Work instructions: For each line below that contains the word "scope", make a copy.

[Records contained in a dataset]
● ● ● ● ● ● ●
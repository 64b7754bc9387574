//! Tracing setup for the `pagefunnel` binary.
//!
//! Logs go to stderr so the run summary on stdout stays machine readable.

use tracing_subscriber::{fmt, layer::SubscriberExt, util::SubscriberInitExt, EnvFilter};

/// Tracing configuration.
#[derive(Debug, Clone)]
pub struct TracingConfig {
    /// Log level filter (e.g., "info", "pagefunnel_cli=debug")
    pub filter: String,
    /// Whether to output JSON format
    pub json: bool,
}

impl Default for TracingConfig {
    fn default() -> Self {
        Self {
            filter: "info".to_string(),
            json: false,
        }
    }
}

impl TracingConfig {
    pub fn new() -> Self {
        Self::default()
    }

    pub fn with_filter(mut self, filter: impl Into<String>) -> Self {
        self.filter = filter.into();
        self
    }

    pub fn with_json(mut self, json: bool) -> Self {
        self.json = json;
        self
    }

    /// Read `LOG_JSON` and `RUST_LOG`, falling back to `default_filter`.
    pub fn from_env(default_filter: &str) -> Self {
        let json = std::env::var("LOG_JSON")
            .map(|v| v == "1" || v.to_lowercase() == "true")
            .unwrap_or(false);

        let filter = std::env::var("RUST_LOG").unwrap_or_else(|_| default_filter.to_string());

        Self::new().with_filter(filter).with_json(json)
    }
}

/// Install the global subscriber. A second call is a no-op.
pub fn init_tracing(config: &TracingConfig) {
    let env_filter = EnvFilter::try_new(&config.filter).unwrap_or_else(|_| EnvFilter::new("info"));

    let result = if config.json {
        let fmt_layer = fmt::layer()
            .json()
            .with_writer(std::io::stderr)
            .with_target(true)
            .with_file(true)
            .with_line_number(true);

        tracing_subscriber::registry()
            .with(env_filter)
            .with(fmt_layer)
            .try_init()
    } else {
        let fmt_layer = fmt::layer()
            .with_writer(std::io::stderr)
            .with_target(false);

        tracing_subscriber::registry()
            .with(env_filter)
            .with(fmt_layer)
            .try_init()
    };

    if result.is_ok() {
        tracing::debug!(filter = %config.filter, json = config.json, "Tracing initialized");
    }
}
//! Page journey generator.

use anyhow::{anyhow, Result};
use chrono::{Duration, NaiveDate, NaiveDateTime};
use rand::distributions::{Distribution, WeightedIndex};
use rand::{Rng, SeedableRng};
use rand_chacha::ChaCha8Rng;

/// Pages a loyalty-app journey moves through.
#[derive(Debug, Clone, Copy, PartialEq, Eq, Hash)]
pub enum Page {
    Home,
    LoyaltyHome,
    MyProfile,
    /// The literal `x` page the counter catalogue still points at.
    Placeholder,
    QrCode,
    CouponCardList,
    DeliveryMethod,
    ProductDetail,
}

impl Page {
    pub const ALL: [Page; 8] = [
        Page::Home,
        Page::LoyaltyHome,
        Page::MyProfile,
        Page::Placeholder,
        Page::QrCode,
        Page::CouponCardList,
        Page::DeliveryMethod,
        Page::ProductDetail,
    ];

    pub fn as_str(&self) -> &'static str {
        match self {
            Page::Home => "Home",
            Page::LoyaltyHome => "Loyalty Home",
            Page::MyProfile => "My Profile",
            Page::Placeholder => "x",
            Page::QrCode => "QR Code",
            Page::CouponCardList => "Coupon Card List",
            Page::DeliveryMethod => "Delivery Method",
            Page::ProductDetail => "Product Detail",
        }
    }

    fn index(&self) -> usize {
        Page::ALL.iter().position(|p| p == self).unwrap_or(0)
    }

    /// Weighted next pages.
    fn transitions(&self) -> &'static [(Page, f64)] {
        match self {
            Page::Home => &[
                (Page::Placeholder, 0.30),
                (Page::LoyaltyHome, 0.20),
                (Page::ProductDetail, 0.25),
                (Page::QrCode, 0.10),
                (Page::MyProfile, 0.15),
            ],
            Page::LoyaltyHome => &[
                (Page::Placeholder, 0.40),
                (Page::CouponCardList, 0.30),
                (Page::QrCode, 0.20),
                (Page::Home, 0.10),
            ],
            Page::MyProfile => &[
                (Page::Placeholder, 0.50),
                (Page::Home, 0.30),
                (Page::LoyaltyHome, 0.20),
            ],
            Page::Placeholder => &[
                (Page::Placeholder, 0.20),
                (Page::Home, 0.40),
                (Page::CouponCardList, 0.20),
                (Page::MyProfile, 0.20),
            ],
            Page::QrCode => &[(Page::Home, 0.60), (Page::LoyaltyHome, 0.40)],
            Page::CouponCardList => &[
                (Page::Placeholder, 0.30),
                (Page::LoyaltyHome, 0.40),
                (Page::Home, 0.30),
            ],
            Page::DeliveryMethod => &[(Page::Home, 0.70), (Page::ProductDetail, 0.30)],
            Page::ProductDetail => &[
                (Page::DeliveryMethod, 0.40),
                (Page::Home, 0.40),
                (Page::ProductDetail, 0.20),
            ],
        }
    }
}

/// One source event.
#[derive(Debug, Clone, PartialEq, Eq)]
pub struct ClickEvent {
    pub timestamp: NaiveDateTime,
    pub subject_id: String,
    pub page: Page,
    pub country: String,
}

/// What to generate.
#[derive(Debug, Clone)]
pub struct JourneyConfig {
    pub seed: u64,
    pub year: i32,
    /// 1..=12
    pub month: u32,
    pub country: String,
    pub subjects: usize,
    /// Upper bound on events per subject (at least 1)
    pub max_events_per_subject: usize,
    /// Chance of leaving the app after each event
    pub exit_probability: f64,
}

impl Default for JourneyConfig {
    fn default() -> Self {
        Self {
            seed: 42,
            year: 2022,
            month: 12,
            country: "th".to_string(),
            subjects: 1_000,
            max_events_per_subject: 20,
            exit_probability: 0.15,
        }
    }
}

/// Generates page journeys that stay inside the configured month.
pub struct JourneyGenerator {
    config: JourneyConfig,
    month_start: NaiveDateTime,
    month_end: NaiveDateTime,
    entry: WeightedIndex<f64>,
    next: Vec<WeightedIndex<f64>>,
}

const ENTRY_PAGES: [(Page, f64); 4] = [
    (Page::Home, 0.60),
    (Page::LoyaltyHome, 0.20),
    (Page::MyProfile, 0.10),
    (Page::QrCode, 0.10),
];

fn weighted(choices: &[(Page, f64)]) -> Result<WeightedIndex<f64>> {
    WeightedIndex::new(choices.iter().map(|(_, w)| *w))
        .map_err(|e| anyhow!("invalid page weights: {}", e))
}

impl JourneyGenerator {
    pub fn new(config: JourneyConfig) -> Result<Self> {
        let first = NaiveDate::from_ymd_opt(config.year, config.month, 1)
            .ok_or_else(|| anyhow!("invalid month {}-{}", config.year, config.month))?;
        let (next_year, next_month) = if config.month == 12 {
            (config.year + 1, 1)
        } else {
            (config.year, config.month + 1)
        };
        let after = NaiveDate::from_ymd_opt(next_year, next_month, 1)
            .ok_or_else(|| anyhow!("invalid month {}-{}", next_year, next_month))?;

        if !(0.0..1.0).contains(&config.exit_probability) {
            return Err(anyhow!(
                "exit probability must be in [0, 1), got {}",
                config.exit_probability
            ));
        }

        let next = Page::ALL
            .iter()
            .map(|page| weighted(page.transitions()))
            .collect::<Result<Vec<_>>>()?;

        Ok(Self {
            month_start: first.and_hms_opt(0, 0, 0).unwrap_or_default(),
            month_end: after.and_hms_opt(0, 0, 0).unwrap_or_default(),
            entry: weighted(&ENTRY_PAGES)?,
            next,
            config,
        })
    }

    /// Generate every subject's journey, subject by subject in time order.
    pub fn generate(&self) -> Vec<ClickEvent> {
        (0..self.config.subjects)
            .flat_map(|i| self.journey(i))
            .collect()
    }

    fn journey(&self, subject_index: usize) -> Vec<ClickEvent> {
        let mut rng = ChaCha8Rng::seed_from_u64(
            self.config
                .seed
                .wrapping_mul(0x9E37_79B9_7F4A_7C15)
                .wrapping_add(subject_index as u64),
        );

        let subject_id = format!("{:016x}", rng.gen::<u64>());
        let month_seconds = (self.month_end - self.month_start).num_seconds();
        // Leave an hour of room so short journeys fit before month end
        let offset = rng.gen_range(0..(month_seconds - 3_600).max(1));
        let mut timestamp = self.month_start + Duration::seconds(offset);

        let max_events = self.config.max_events_per_subject.max(1);
        let mut page = ENTRY_PAGES[self.entry.sample(&mut rng)].0;
        let mut events = Vec::new();

        loop {
            events.push(ClickEvent {
                timestamp,
                subject_id: subject_id.clone(),
                page,
                country: self.config.country.clone(),
            });

            if events.len() >= max_events || rng.gen_bool(self.config.exit_probability) {
                break;
            }

            timestamp += Duration::seconds(rng.gen_range(5..600));
            if timestamp >= self.month_end {
                break;
            }

            let choices = page.transitions();
            page = choices[self.next[page.index()].sample(&mut rng)].0;
        }

        events
    }
}
impl DuckDbBackend {
    /// Open or create a database file at the given path.
    pub async fn new(database_path: &Path) -> Result<Self, BackendError> {
        let database_path = database_path.to_owned();

        let connection = tokio::task::spawn_blocking(move || {
            if let Some(parent) = database_path.parent() {
                std::fs::create_dir_all(parent)
                    .with_context(|| format!("Failed to create directory: {:?}", parent))?;
            }

            Connection::open(&database_path)
                .with_context(|| format!("Failed to open DuckDB database: {:?}", database_path))
        })
        .await
        .map_err(|e| BackendError::connection_failed(e.to_string()))?
        .map_err(|e| BackendError::connection_failed(format!("{:#}", e)))?;

        Ok(Self {
            connection: Arc::new(Mutex::new(connection)),
        })
    }

    /// Open a transient in-memory database.
    pub fn in_memory() -> Result<Self, BackendError> {
        let connection = Connection::open_in_memory()
            .map_err(|e| BackendError::connection_failed(e.to_string()))?;

        Ok(Self {
            connection: Arc::new(Mutex::new(connection)),
        })
    }

    /// Run a closure against the connection on the blocking pool.
    async fn with_connection<T, F>(&self, f: F) -> Result<T, BackendError>
    where
        F: FnOnce(&mut Connection) -> Result<T, BackendError> + Send + 'static,
        T: Send + 'static,
    {
        let connection = Arc::clone(&self.connection);

        tokio::task::spawn_blocking(move || {
            let mut conn = lock(&connection)?;
            f(&mut conn)
        })
        .await
        .map_err(|e| BackendError::Other(e.into()))?
    }
}

#[async_trait]
impl Backend for DuckDbBackend {
    async fn execute_sql(&self, sql: &str) -> Result<Vec<RecordBatch>, BackendError> {
        let sql = sql.to_string();

        self.with_connection(move |conn| {
            let mut stmt = conn
                .prepare(&sql)
                .map_err(|e| BackendError::execution_failed("query", e.to_string()))?;

            let result = stmt
                .query_arrow([])
                .map_err(|e| BackendError::execution_failed("query", e.to_string()))?;

            Ok(result.collect())
        })
        .await
    }

    async fn execute_statement(&self, sql: &str) -> Result<usize, BackendError> {
        let sql = sql.to_string();

        self.with_connection(move |conn| {
            conn.execute(&sql, [])
                .map_err(|e| BackendError::execution_failed("statement", e.to_string()))
        })
        .await
    }

    async fn table_exists(&self, table: &TableRef) -> Result<bool, BackendError> {
        let query = "SELECT COUNT(*) > 0 FROM information_schema.tables \
                     WHERE lower(table_schema) = lower(?) AND lower(table_name) = lower(?)";
        let table = table.clone();

        self.with_connection(move |conn| {
            conn.query_row(query, [&table.schema, &table.name], |row| row.get(0))
                .map_err(|e| BackendError::execution_failed(table.to_string(), e.to_string()))
        })
        .await
    }

    async fn ensure_schema(&self, schema: &str) -> Result<(), BackendError> {
        let sql = format!("CREATE SCHEMA IF NOT EXISTS {}", schema);

        self.with_connection(move |conn| {
            conn.execute(&sql, [])
                .map_err(|e| BackendError::execution_failed("schema", e.to_string()))?;
            Ok(())
        })
        .await
    }

    async fn get_row_count(&self, table: &TableRef) -> Result<usize, BackendError> {
        let sql = format!("SELECT COUNT(*) FROM {}", table);
        let table = table.clone();

        self.with_connection(move |conn| {
            let count: i64 = conn.query_row(&sql, [], |row| row.get(0)).map_err(|e| {
                if e.to_string().contains("does not exist") {
                    BackendError::not_found(table.schema.clone(), table.name.clone())
                } else {
                    BackendError::execution_failed(table.to_string(), e.to_string())
                }
            })?;
            Ok(count as usize)
        })
        .await
    }

    async fn stage_query(&self, name: &str, sql: &str) -> Result<TableRef, BackendError> {
        let staged = TableRef::temp(name);
        let create_sql = format!("CREATE OR REPLACE TEMP TABLE {} AS {}", name, sql);
        let context = staged.to_string();

        self.with_connection(move |conn| {
            conn.execute(&create_sql, [])
                .map_err(|e| BackendError::execution_failed(context, e.to_string()))?;
            Ok(())
        })
        .await?;

        Ok(staged)
    }

    async fn drop_table_if_exists(&self, table: &TableRef) -> Result<(), BackendError> {
        let drop_sql = format!("DROP TABLE IF EXISTS {}", table);
        let context = table.to_string();

        self.with_connection(move |conn| {
            conn.execute(&drop_sql, [])
                .map_err(|e| BackendError::execution_failed(context, e.to_string()))?;
            Ok(())
        })
        .await
    }

    async fn delete_where(
        &self,
        table: &TableRef,
        scope: &ScopePredicate,
    ) -> Result<usize, BackendError> {
        let delete_sql = format!("DELETE FROM {} WHERE {}", table, scope.to_sql());
        let context = table.to_string();

        self.with_connection(move |conn| {
            conn.execute(&delete_sql, [])
                .map_err(|e| BackendError::execution_failed(context, e.to_string()))
        })
        .await
    }

    async fn insert_guarded(
        &self,
        table: &TableRef,
        sql: &str,
        scope: &ScopePredicate,
    ) -> Result<usize, BackendError> {
        let table = table.clone();
        let sql = sql.to_string();
        let scope = scope.clone();

        self.with_connection(move |conn| {
            let tx = conn
                .transaction()
                .map_err(|e| BackendError::execution_failed(table.to_string(), e.to_string()))?;

            // Dropping the transaction on an early return rolls it back.
            count_out_of_scope(&tx, &table, &sql, &scope)?;

            let inserted = tx
                .execute(&insert_by_name(&table, &sql), [])
                .map_err(|e| BackendError::execution_failed(table.to_string(), e.to_string()))?;

            tx.commit()
                .map_err(|e| BackendError::execution_failed(table.to_string(), e.to_string()))?;

            Ok(inserted)
        })
        .await
    }

    async fn optimize_table(&self, table: &TableRef) -> Result<(), BackendError> {
        let context = table.to_string();

        self.with_connection(move |conn| {
            // DuckDB has no per-table compaction; a checkpoint folds the WAL
            // into the database file and reclaims deleted row groups.
            conn.execute_batch("CHECKPOINT")
                .map_err(|e| BackendError::execution_failed(context, e.to_string()))
        })
        .await
    }

    fn capabilities(&self) -> BackendCapabilities {
        BackendCapabilities::duckdb()
    }

    async fn replace_partition(
        &self,
        table: &TableRef,
        sql: &str,
        scope: &ScopePredicate,
    ) -> Result<ReplaceOutcome, BackendError> {
        let start = Instant::now();
        let table = table.clone();
        let sql = sql.to_string();
        let scope = scope.clone();

        let (deleted, inserted) = self
            .with_connection(move |conn| {
                let context = table.to_string();
                let tx = conn
                    .transaction()
                    .map_err(|e| BackendError::execution_failed(context.clone(), e.to_string()))?;

                count_out_of_scope(&tx, &table, &sql, &scope)?;

                let deleted = tx
                    .execute(&format!("DELETE FROM {} WHERE {}", table, scope.to_sql()), [])
                    .map_err(|e| BackendError::execution_failed(context.clone(), e.to_string()))?;

                let inserted = tx
                    .execute(&insert_by_name(&table, &sql), [])
                    .map_err(|e| BackendError::execution_failed(context.clone(), e.to_string()))?;

                tx.commit()
                    .map_err(|e| BackendError::execution_failed(context, e.to_string()))?;

                Ok((deleted, inserted))
            })
            .await?;

        debug!(deleted, inserted, "replaced scope in one transaction");

        Ok(ReplaceOutcome {
            deleted,
            inserted,
            transactional: true,
            duration: start.elapsed(),
        })
    }
}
● ● ● ● ● ● ●
Written response:
        scope: &ScopePredicate,
        let delete_sql = format!("DELETE FROM {} WHERE {}", table, scope.to_sql());
        scope: &ScopePredicate,
        let scope = scope.clone();
            count_out_of_scope(&tx, &table, &sql, &scope)?;
        scope: &ScopePredicate,
        let scope = scope.clone();
                count_out_of_scope(&tx, &table, &sql, &scope)?;
                    .execute(&format!("DELETE FROM {} WHERE {}", table, scope.to_sql()), [])
        debug!(deleted, inserted, "replaced scope in one transaction");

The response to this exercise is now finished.